One-step, high-speed, thermal-electric aerosol printing of piezoelectric bio-organic movies

Amidst the continuing surge in demand for bio-MEMS, wearable/implantable electronics and bio-tissue therapeutics, the pursuit of piezoelectric biomaterials has change into a precedence, because of their exceptional electromechanical properties, biocompatibility, and bioresorbability.

Nevertheless, their technological potential is restrained by the challenges of exact manipulation of nano-biomolecules, controlling their progress throughout the nano-to-macro hierarchy, and tuning fascinating mechanical properties.

Because the discovery of organic piezoelectricity in wool and hair in 1941, makes an attempt to activate piezoelectricity in biomaterials via exterior electrical poling have confirmed largely unsuccessful. For 80 years, the problem has remained unaddressed, forming an enormous hole between laboratory piezoelectric biomaterials and sensible bio-devices.

Our analysis workforce led by The Hong Kong College of Science and Know-how (HKUST) has developed a breakthrough expertise that makes use of thermal-electrically triggered aerosols to manufacture versatile piezoelectric biofilms.
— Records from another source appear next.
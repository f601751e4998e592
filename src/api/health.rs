//! Health check endpoint

use axum::Json;
use serde::Serialize;
use utoipa::ToSchema;

#[derive(Serialize, ToSchema)]
pub struct HealthResponse {
    /// Current status of the service
    pub status: String,
    pub version: String,
}

/// Health check endpoint
#[utoipa::path(
    get,
    path = "/health",
    tag = "health",
    responses(
        (status = 200, description = "Service is healthy", body = HealthResponse)
    )
)]
pub async fn health_check() -> Json<HealthResponse> {
    Json(HealthResponse {
        status: "healthy".to_string(),
        version: env!("CARGO_PKG_VERSION").to_string(),
    })
}
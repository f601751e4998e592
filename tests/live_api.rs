//! Tests against a running server with its database, Redis and directories

use reqwest::Client;
use serde_json::{json, Value};

const BASE_URL: &str = "http://localhost:8085/api/v1";

fn token() -> String {
    std::env::var("EQUIPMENT_TEST_TOKEN").unwrap_or_else(|_| "dev-token".to_string())
}

#[tokio::test]
#[ignore] // Run with: cargo test -- --ignored
async fn test_health_check() {
    let client = Client::new();

    let response = client
        .get(format!("{}/health", BASE_URL))
        .send()
        .await
        .expect("Failed to send request");

    assert!(response.status().is_success());

    let body: Value = response.json().await.expect("Failed to parse response");
    assert_eq!(body["status"], "healthy");
}

#[tokio::test]
#[ignore]
async fn test_create_and_fetch_equipment() {
    let client = Client::new();
    let name = format!("Live test monitor {}", uuid::Uuid::new_v4().simple());

    let response = client
        .post(format!("{}/equipment", BASE_URL))
        .bearer_auth(token())
        .json(&json!({
            "name": name,
            "classification_code": "Z12",
            "lifespan": 7,
            "risk_class": "IIb",
            "hospital_id": "h-1"
        }))
        .send()
        .await
        .expect("Failed to send request");
    assert_eq!(response.status().as_u16(), 201);

    let body: Value = response.json().await.expect("Failed to parse response");
    let id = body["id"].as_str().expect("No id in response");

    let equipment: Value = client
        .get(format!("{}/equipment/{}", BASE_URL, id))
        .bearer_auth(token())
        .send()
        .await
        .expect("Failed to send request")
        .json()
        .await
        .expect("Failed to parse response");
    assert_eq!(equipment["name"], name.as_str());
    assert_eq!(equipment["reception"], false);
}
The work is revealed within the journal Science Advances.

The developed thermal-electric aerosol (TEA) printer is able to one-step, high-speed, and roll-to-roll printing of piezoelectric biofilms for the manufacturing of miniaturized/versatile bioelectronics, wearable/implantable micro-devices and bio-tissue therapeutics, providing the potential of industrial manufacturing of piezoelectric biofilms.

The mix of top-down design freedom supplied by additive manufacturing and bottom-up management over nano-biomolecules showcases the feasibility and boundless prospects of bridging the hole between laboratory piezoelectric biomaterials and sensible bio-devices.
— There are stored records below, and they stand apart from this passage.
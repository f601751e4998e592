//! Equipment repository for database operations

use chrono::{DateTime, NaiveDate, Utc};
use rust_decimal::Decimal;
use sqlx::{FromRow, Pool, Postgres};
use uuid::Uuid;

use crate::{
    error::{AppError, AppResult},
    models::{CascadeReport, Equipment},
};

#[derive(Debug, FromRow)]
struct EquipmentRow {
    id: Uuid,
    name: String,
    classification_code: String,
    serial_code: String,
    lifespan: i32,
    risk_class: String,
    hospital_id: String,
    service_id: Option<String>,
    brand_id: Option<Uuid>,
    supplier: Option<String>,
    acquisition_date: Option<NaiveDate>,
    start_date_warranty: Option<NaiveDate>,
    end_date_warranty: Option<NaiveDate>,
    amount: Option<Decimal>,
    sla_id: Option<Uuid>,
    spare_part_ids: Vec<Uuid>,
    maintenance_plan_ids: Vec<Uuid>,
    reception: bool,
    status: String,
    crea_date: DateTime<Utc>,
    modif_date: DateTime<Utc>,
}

impl From<EquipmentRow> for Equipment {
    fn from(row: EquipmentRow) -> Self {
        Equipment {
            id: row.id,
            name: row.name,
            classification_code: row.classification_code,
            serial_code: row.serial_code,
            lifespan: row.lifespan,
            risk_class: row.risk_class,
            hospital_id: row.hospital_id,
            service_id: row.service_id,
            brand_id: row.brand_id,
            supplier: row.supplier,
            acquisition_date: row.acquisition_date,
            start_date_warranty: row.start_date_warranty,
            end_date_warranty: row.end_date_warranty,
            amount: row.amount,
            sla_id: row.sla_id,
            spare_part_ids: row.spare_part_ids,
            maintenance_plan_ids: row.maintenance_plan_ids,
            reception: row.reception,
            status: row.status.into(),
            crea_date: Some(row.crea_date),
            modif_date: Some(row.modif_date),
        }
    }
}

#[derive(Clone)]
pub struct EquipmentRepository {
    pool: Pool<Postgres>,
}

impl EquipmentRepository {
    pub fn new(pool: Pool<Postgres>) -> Self {
        Self { pool }
    }

    /// Get equipment by ID
    pub async fn get_by_id(&self, id: Uuid) -> AppResult<Option<Equipment>> {
        let row = sqlx::query_as::<_, EquipmentRow>("SELECT * FROM equipment WHERE id = $1")
            .bind(id)
            .fetch_optional(&self.pool)
            .await?;
        Ok(row.map(Equipment::from))
    }

    /// Find equipment by its exact (case-sensitive) name
    pub async fn find_by_name(&self, name: &str) -> AppResult<Option<Equipment>> {
        let row = sqlx::query_as::<_, EquipmentRow>("SELECT * FROM equipment WHERE name = $1")
            .bind(name)
            .fetch_optional(&self.pool)
            .await?;
        Ok(row.map(Equipment::from))
    }

    /// Find equipment by serial code
    pub async fn find_by_serial_code(&self, serial_code: &str) -> AppResult<Option<Equipment>> {
        let row = sqlx::query_as::<_, EquipmentRow>("SELECT * FROM equipment WHERE serial_code = $1")
            .bind(serial_code)
            .fetch_optional(&self.pool)
            .await?;
        Ok(row.map(Equipment::from))
    }

    /// List equipment of a hospital filtered on the reception flag
    pub async fn list_by_hospital(&self, hospital_id: &str, reception: bool) -> AppResult<Vec<Equipment>> {
        let rows = sqlx::query_as::<_, EquipmentRow>(
            "SELECT * FROM equipment WHERE hospital_id = $1 AND reception = $2 ORDER BY name",
        )
        .bind(hospital_id)
        .bind(reception)
        .fetch_all(&self.pool)
        .await?;
        Ok(rows.into_iter().map(Equipment::from).collect())
    }

    /// List every equipment still awaiting reception
    pub async fn list_not_received(&self) -> AppResult<Vec<Equipment>> {
        let rows = sqlx::query_as::<_, EquipmentRow>(
            "SELECT * FROM equipment WHERE reception = FALSE ORDER BY crea_date",
        )
        .fetch_all(&self.pool)
        .await?;
        Ok(rows.into_iter().map(Equipment::from).collect())
    }

    /// Insert or update equipment
    pub async fn save(&self, equipment: &Equipment) -> AppResult<Equipment> {
        let row = sqlx::query_as::<_, EquipmentRow>(
            r#"
            INSERT INTO equipment (
                id, name, classification_code, serial_code, lifespan, risk_class,
                hospital_id, service_id, brand_id, supplier, acquisition_date,
                start_date_warranty, end_date_warranty, amount, sla_id,
                spare_part_ids, maintenance_plan_ids, reception, status
            ) VALUES ($1, $2, $3, $4, $5, $6, $7, $8, $9, $10, $11, $12, $13, $14, $15, $16, $17, $18, $19)
            ON CONFLICT (id) DO UPDATE SET
                name = EXCLUDED.name,
                classification_code = EXCLUDED.classification_code,
                lifespan = EXCLUDED.lifespan,
                risk_class = EXCLUDED.risk_class,
                hospital_id = EXCLUDED.hospital_id,
                service_id = EXCLUDED.service_id,
                brand_id = EXCLUDED.brand_id,
                supplier = EXCLUDED.supplier,
                acquisition_date = EXCLUDED.acquisition_date,
                start_date_warranty = EXCLUDED.start_date_warranty,
                end_date_warranty = EXCLUDED.end_date_warranty,
                amount = EXCLUDED.amount,
                sla_id = EXCLUDED.sla_id,
                spare_part_ids = EXCLUDED.spare_part_ids,
                maintenance_plan_ids = EXCLUDED.maintenance_plan_ids,
                reception = EXCLUDED.reception,
                status = EXCLUDED.status,
                modif_date = NOW()
            RETURNING *
            "#,
        )
        .bind(equipment.id)
        .bind(&equipment.name)
        .bind(&equipment.classification_code)
        .bind(&equipment.serial_code)
        .bind(equipment.lifespan)
        .bind(&equipment.risk_class)
        .bind(&equipment.hospital_id)
        .bind(&equipment.service_id)
        .bind(equipment.brand_id)
        .bind(&equipment.supplier)
        .bind(equipment.acquisition_date)
        .bind(equipment.start_date_warranty)
        .bind(equipment.end_date_warranty)
        .bind(equipment.amount)
        .bind(equipment.sla_id)
        .bind(equipment.spare_part_ids.as_slice())
        .bind(equipment.maintenance_plan_ids.as_slice())
        .bind(equipment.reception)
        .bind(equipment.status.as_str())
        .fetch_one(&self.pool)
        .await
        .map_err(|e| match e {
            sqlx::Error::Database(db) if db.is_unique_violation() => AppError::Conflict(format!(
                "Equipment name or serial code already used: {}",
                equipment.name
            )),
            sqlx::Error::Database(db) if db.is_foreign_key_violation() => AppError::InvalidReference(format!(
                "Equipment {} references an unknown brand or SLA",
                equipment.name
            )),
            other => other.into(),
        })?;
        Ok(row.into())
    }

    /// Delete equipment together with its spare parts and maintenance plans.
    ///
    /// Plans pointing at the spare parts go first, then the parts, then the
    /// plans attached directly, and the equipment row last.
    pub async fn delete_cascade(&self, id: Uuid) -> AppResult<CascadeReport> {
        let mut tx = self.pool.begin().await?;

        let spare_part_plans = sqlx::query(
            r#"
            DELETE FROM maintenance_plans
            WHERE spare_part_id IN (SELECT id FROM spare_parts WHERE equipment_id = $1)
            "#,
        )
        .bind(id)
        .execute(&mut *tx)
        .await?
        .rows_affected();

        let spare_parts = sqlx::query("DELETE FROM spare_parts WHERE equipment_id = $1")
            .bind(id)
            .execute(&mut *tx)
            .await?
            .rows_affected();

        let equipment_plans = sqlx::query("DELETE FROM maintenance_plans WHERE equipment_id = $1")
            .bind(id)
            .execute(&mut *tx)
            .await?
            .rows_affected();

        let deleted = sqlx::query("DELETE FROM equipment WHERE id = $1")
            .bind(id)
            .execute(&mut *tx)
            .await?
            .rows_affected();

        if deleted == 0 {
            tx.rollback().await?;
            return Err(AppError::NotFound(format!("Equipment {} not found", id)));
        }

        tx.commit().await?;

        Ok(CascadeReport {
            spare_part_plans,
            spare_parts,
            equipment_plans,
        })
    }
}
Conventional biomolecular meeting strategies usually require intensive self-aligning time (from ~0.5 h to ~48 h), which not solely brings difficulties for high-speed manufacturing, but in addition results in undesired structural defects.

In contrast, the TEA printer, utilizing electrohydrodynamic aerosolizing and in-situ electrical poling, permits for ~8,600 mm printing size per day, two orders of magnitude sooner than the present strategies.
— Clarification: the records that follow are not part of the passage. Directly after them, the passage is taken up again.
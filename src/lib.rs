//! Equipment Service
//!
//! Tracks medical equipment across a network of hospitals: registration,
//! reception, maintenance plans, and transfers between services and
//! hospitals, exposed as a REST JSON API.

use std::sync::Arc;

pub mod api;
pub mod config;
pub mod error;
pub mod models;
pub mod repository;
pub mod services;

pub use config::AppConfig;
pub use error::{AppError, AppResult};

/// Application state shared across all handlers
#[derive(Clone)]
pub struct AppState {
    pub config: Arc<AppConfig>,
    pub services: Arc<services::Services>,
}
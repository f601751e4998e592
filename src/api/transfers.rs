//! Transfer API endpoints

use axum::{
    extract::{Path, State},
    Json,
};
use uuid::Uuid;

use crate::{
    error::AppResult,
    models::transfer::{
        EquipmentTransferHistory, HospitalTransferRequest, ServiceTransferRequest, TransferOutcome,
    },
    AppState,
};

use super::BearerToken;

/// Move equipment to another service
#[utoipa::path(
    post,
    path = "/equipment/{id}/transfers/service",
    tag = "transfers",
    security(("bearer_auth" = [])),
    params(("id" = Uuid, Path, description = "Equipment ID")),
    request_body = ServiceTransferRequest,
    responses(
        (status = 200, description = "Equipment transferred", body = TransferOutcome),
        (status = 404, description = "Equipment not found", body = crate::error::ErrorResponse)
    )
)]
pub async fn transfer_to_service(
    State(state): State<AppState>,
    BearerToken(token): BearerToken,
    Path(id): Path<Uuid>,
    Json(data): Json<ServiceTransferRequest>,
) -> AppResult<Json<TransferOutcome>> {
    let outcome = state.services.transfers.transfer_to_service(id, data, &token).await?;
    Ok(Json(outcome))
}

/// Move equipment to another hospital
#[utoipa::path(
    post,
    path = "/equipment/{id}/transfers/hospital",
    tag = "transfers",
    security(("bearer_auth" = [])),
    params(("id" = Uuid, Path, description = "Equipment ID")),
    request_body = HospitalTransferRequest,
    responses(
        (status = 200, description = "Equipment transferred, awaiting reception", body = TransferOutcome),
        (status = 404, description = "Equipment not found", body = crate::error::ErrorResponse)
    )
)]
pub async fn transfer_to_hospital(
    State(state): State<AppState>,
    BearerToken(token): BearerToken,
    Path(id): Path<Uuid>,
    Json(data): Json<HospitalTransferRequest>,
) -> AppResult<Json<TransferOutcome>> {
    let outcome = state.services.transfers.transfer_to_hospital(id, data, &token).await?;
    Ok(Json(outcome))
}

/// Transfer history of an equipment
#[utoipa::path(
    get,
    path = "/equipment/{id}/transfers",
    tag = "transfers",
    security(("bearer_auth" = [])),
    params(("id" = Uuid, Path, description = "Equipment ID")),
    responses(
        (status = 200, description = "Transfer history, oldest first", body = Vec<EquipmentTransferHistory>)
    )
)]
pub async fn list_transfers(
    State(state): State<AppState>,
    BearerToken(_token): BearerToken,
    Path(id): Path<Uuid>,
) -> AppResult<Json<Vec<EquipmentTransferHistory>>> {
    let history = state.services.transfers.history(id).await?;
    Ok(Json(history))
}
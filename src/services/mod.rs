//! Business logic services

pub mod best_effort;
pub mod classification;
pub mod directory;
pub mod equipment;
pub mod events;
pub mod locks;
pub mod maintenance_plans;
pub mod transfers;

use std::sync::Arc;

use crate::repository::EquipmentStore;
use directory::{HospitalDirectory, UserDirectory};
use events::EventPublisher;

/// Container for all services
#[derive(Clone)]
pub struct Services {
    pub equipment: equipment::EquipmentService,
    pub transfers: transfers::TransferService,
    pub classification: Arc<classification::ClassificationResolver>,
}

impl Services {
    /// Wire the services on top of their collaborators
    pub fn new(
        store: Arc<dyn EquipmentStore>,
        users: Arc<dyn UserDirectory>,
        hospitals: Arc<dyn HospitalDirectory>,
        events: Arc<dyn EventPublisher>,
    ) -> Self {
        let classification = Arc::new(classification::ClassificationResolver::new(store.clone()));
        let equipment = equipment::EquipmentService::new(store.clone(), classification.clone());
        let transfers = transfers::TransferService::new(equipment.clone(), store, users, hospitals, events);

        Self {
            equipment,
            transfers,
            classification,
        }
    }
}
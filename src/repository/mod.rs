//! Repository layer: the `EquipmentStore` seam and its implementations

pub mod classification;
pub mod equipment;
pub mod maintenance_plans;
pub mod memory;
pub mod references;
pub mod spare_parts;
pub mod transfer_history;

use async_trait::async_trait;
use sqlx::{Pool, Postgres};
use uuid::Uuid;

use crate::{
    error::AppResult,
    models::{
        Brand, CascadeReport, ClassificationNode, Equipment, EquipmentTransferHistory,
        MaintenancePlan, Sla, SparePart,
    },
};

pub use memory::InMemoryStore;

/// Persistence operations the lifecycle and transfer services depend on
#[async_trait]
pub trait EquipmentStore: Send + Sync {
    async fn equipment_get(&self, id: Uuid) -> AppResult<Option<Equipment>>;
    async fn equipment_find_by_name(&self, name: &str) -> AppResult<Option<Equipment>>;
    async fn equipment_find_by_serial_code(&self, serial_code: &str) -> AppResult<Option<Equipment>>;
    async fn equipment_list_by_hospital(&self, hospital_id: &str, reception: bool) -> AppResult<Vec<Equipment>>;
    async fn equipment_list_not_received(&self) -> AppResult<Vec<Equipment>>;
    /// Insert or update; the serial code of an existing row is never rewritten
    async fn equipment_save(&self, equipment: &Equipment) -> AppResult<Equipment>;
    /// Remove the equipment with its spare parts and maintenance plans in one unit of work
    async fn equipment_delete_cascade(&self, id: Uuid) -> AppResult<CascadeReport>;

    async fn spare_parts_find_by_ids(&self, ids: &[Uuid]) -> AppResult<Vec<SparePart>>;
    async fn spare_parts_by_equipment(&self, equipment_id: Uuid) -> AppResult<Vec<SparePart>>;
    async fn spare_part_save(&self, spare_part: &SparePart) -> AppResult<SparePart>;
    /// Remove a spare part and the plans referencing it; returns the removed plan IDs
    async fn spare_part_delete_cascade(&self, id: Uuid) -> AppResult<Vec<Uuid>>;

    async fn maintenance_plan_get(&self, id: Uuid) -> AppResult<Option<MaintenancePlan>>;
    async fn maintenance_plans_by_equipment(&self, equipment_id: Uuid) -> AppResult<Vec<MaintenancePlan>>;
    async fn maintenance_plan_save(&self, plan: &MaintenancePlan) -> AppResult<MaintenancePlan>;

    async fn brand_find_by_name(&self, name: &str) -> AppResult<Option<Brand>>;
    async fn brand_find_by_name_and_hospital(&self, name: &str, hospital_id: &str) -> AppResult<Option<Brand>>;
    async fn sla_get(&self, id: Uuid) -> AppResult<Option<Sla>>;

    async fn transfer_history_append(&self, record: &EquipmentTransferHistory) -> AppResult<()>;
    async fn transfer_history_by_equipment(&self, equipment_id: Uuid) -> AppResult<Vec<EquipmentTransferHistory>>;

    /// Full classification forest, top-level nodes first
    async fn classification_forest(&self) -> AppResult<Vec<ClassificationNode>>;
}

/// PostgreSQL-backed store holding the connection pool
#[derive(Clone)]
pub struct Repository {
    pub pool: Pool<Postgres>,
    pub equipment: equipment::EquipmentRepository,
    pub spare_parts: spare_parts::SparePartsRepository,
    pub maintenance_plans: maintenance_plans::MaintenancePlansRepository,
    pub references: references::ReferencesRepository,
    pub transfer_history: transfer_history::TransferHistoryRepository,
    pub classification: classification::ClassificationRepository,
}

impl Repository {
    /// Create a new repository with the given database pool
    pub fn new(pool: Pool<Postgres>) -> Self {
        Self {
            equipment: equipment::EquipmentRepository::new(pool.clone()),
            spare_parts: spare_parts::SparePartsRepository::new(pool.clone()),
            maintenance_plans: maintenance_plans::MaintenancePlansRepository::new(pool.clone()),
            references: references::ReferencesRepository::new(pool.clone()),
            transfer_history: transfer_history::TransferHistoryRepository::new(pool.clone()),
            classification: classification::ClassificationRepository::new(pool.clone()),
            pool,
        }
    }
}

#[async_trait]
impl EquipmentStore for Repository {
    async fn equipment_get(&self, id: Uuid) -> AppResult<Option<Equipment>> {
        self.equipment.get_by_id(id).await
    }

    async fn equipment_find_by_name(&self, name: &str) -> AppResult<Option<Equipment>> {
        self.equipment.find_by_name(name).await
    }

    async fn equipment_find_by_serial_code(&self, serial_code: &str) -> AppResult<Option<Equipment>> {
        self.equipment.find_by_serial_code(serial_code).await
    }

    async fn equipment_list_by_hospital(&self, hospital_id: &str, reception: bool) -> AppResult<Vec<Equipment>> {
        self.equipment.list_by_hospital(hospital_id, reception).await
    }

    async fn equipment_list_not_received(&self) -> AppResult<Vec<Equipment>> {
        self.equipment.list_not_received().await
    }

    async fn equipment_save(&self, equipment: &Equipment) -> AppResult<Equipment> {
        self.equipment.save(equipment).await
    }

    async fn equipment_delete_cascade(&self, id: Uuid) -> AppResult<CascadeReport> {
        self.equipment.delete_cascade(id).await
    }

    async fn spare_parts_find_by_ids(&self, ids: &[Uuid]) -> AppResult<Vec<SparePart>> {
        self.spare_parts.find_by_ids(ids).await
    }

    async fn spare_parts_by_equipment(&self, equipment_id: Uuid) -> AppResult<Vec<SparePart>> {
        self.spare_parts.list_by_equipment(equipment_id).await
    }

    async fn spare_part_save(&self, spare_part: &SparePart) -> AppResult<SparePart> {
        self.spare_parts.save(spare_part).await
    }

    async fn spare_part_delete_cascade(&self, id: Uuid) -> AppResult<Vec<Uuid>> {
        self.spare_parts.delete_cascade(id).await
    }

    async fn maintenance_plan_get(&self, id: Uuid) -> AppResult<Option<MaintenancePlan>> {
        self.maintenance_plans.get_by_id(id).await
    }

    async fn maintenance_plans_by_equipment(&self, equipment_id: Uuid) -> AppResult<Vec<MaintenancePlan>> {
        self.maintenance_plans.list_by_equipment(equipment_id).await
    }

    async fn maintenance_plan_save(&self, plan: &MaintenancePlan) -> AppResult<MaintenancePlan> {
        self.maintenance_plans.save(plan).await
    }

    async fn brand_find_by_name(&self, name: &str) -> AppResult<Option<Brand>> {
        self.references.brand_by_name(name).await
    }

    async fn brand_find_by_name_and_hospital(&self, name: &str, hospital_id: &str) -> AppResult<Option<Brand>> {
        self.references.brand_by_name_and_hospital(name, hospital_id).await
    }

    async fn sla_get(&self, id: Uuid) -> AppResult<Option<Sla>> {
        self.references.sla_by_id(id).await
    }

    async fn transfer_history_append(&self, record: &EquipmentTransferHistory) -> AppResult<()> {
        self.transfer_history.append(record).await
    }

    async fn transfer_history_by_equipment(&self, equipment_id: Uuid) -> AppResult<Vec<EquipmentTransferHistory>> {
        self.transfer_history.list_by_equipment(equipment_id).await
    }

    async fn classification_forest(&self) -> AppResult<Vec<ClassificationNode>> {
        self.classification.load_forest().await
    }
}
The glycine/polyvinylpyrrolidone movies we produced display the piezoelectric voltage coefficient of 190 × 10⁻³ volt-meters per newton, surpassing that of broadly used industry-standard lead zirconate titanate by roughly 10-fold. Moreover, these movies display almost two orders of magnitude enchancment in mechanical flexibility in comparison with glycine crystals.

Our TEA printer exhibits printing functionality for wide-ranging lessons of biomaterials reminiscent of glycine, chitosan, and poly(L-lactic acid). The subsequent part of analysis will concentrate on leveraging the TEA printing and piezoelectric biomaterial libraries, in addition to machine-learning-guided design methods to speed up the event of a broad vary of piezoelectric biomaterials for versatile bioelectronics and bio-tissues therapeutics.

This story is a part of Science X Dialog, the place researchers can report findings from their revealed analysis articles. Go to this web page for details about Science X Dialog and the right way to take part.

Li Xuemu is now a Postdoc fellow in Mechanical Engineering on the Hong Kong College of Science and Know-how (HKUST). His analysis pursuits embody superior manufacturing, piezoelectric/ferroelectric, biomaterials, versatile electronics and comfortable robotics, biomedical engineering, MEMS, sensors, vitality harvesting, and ultrasonic transducers.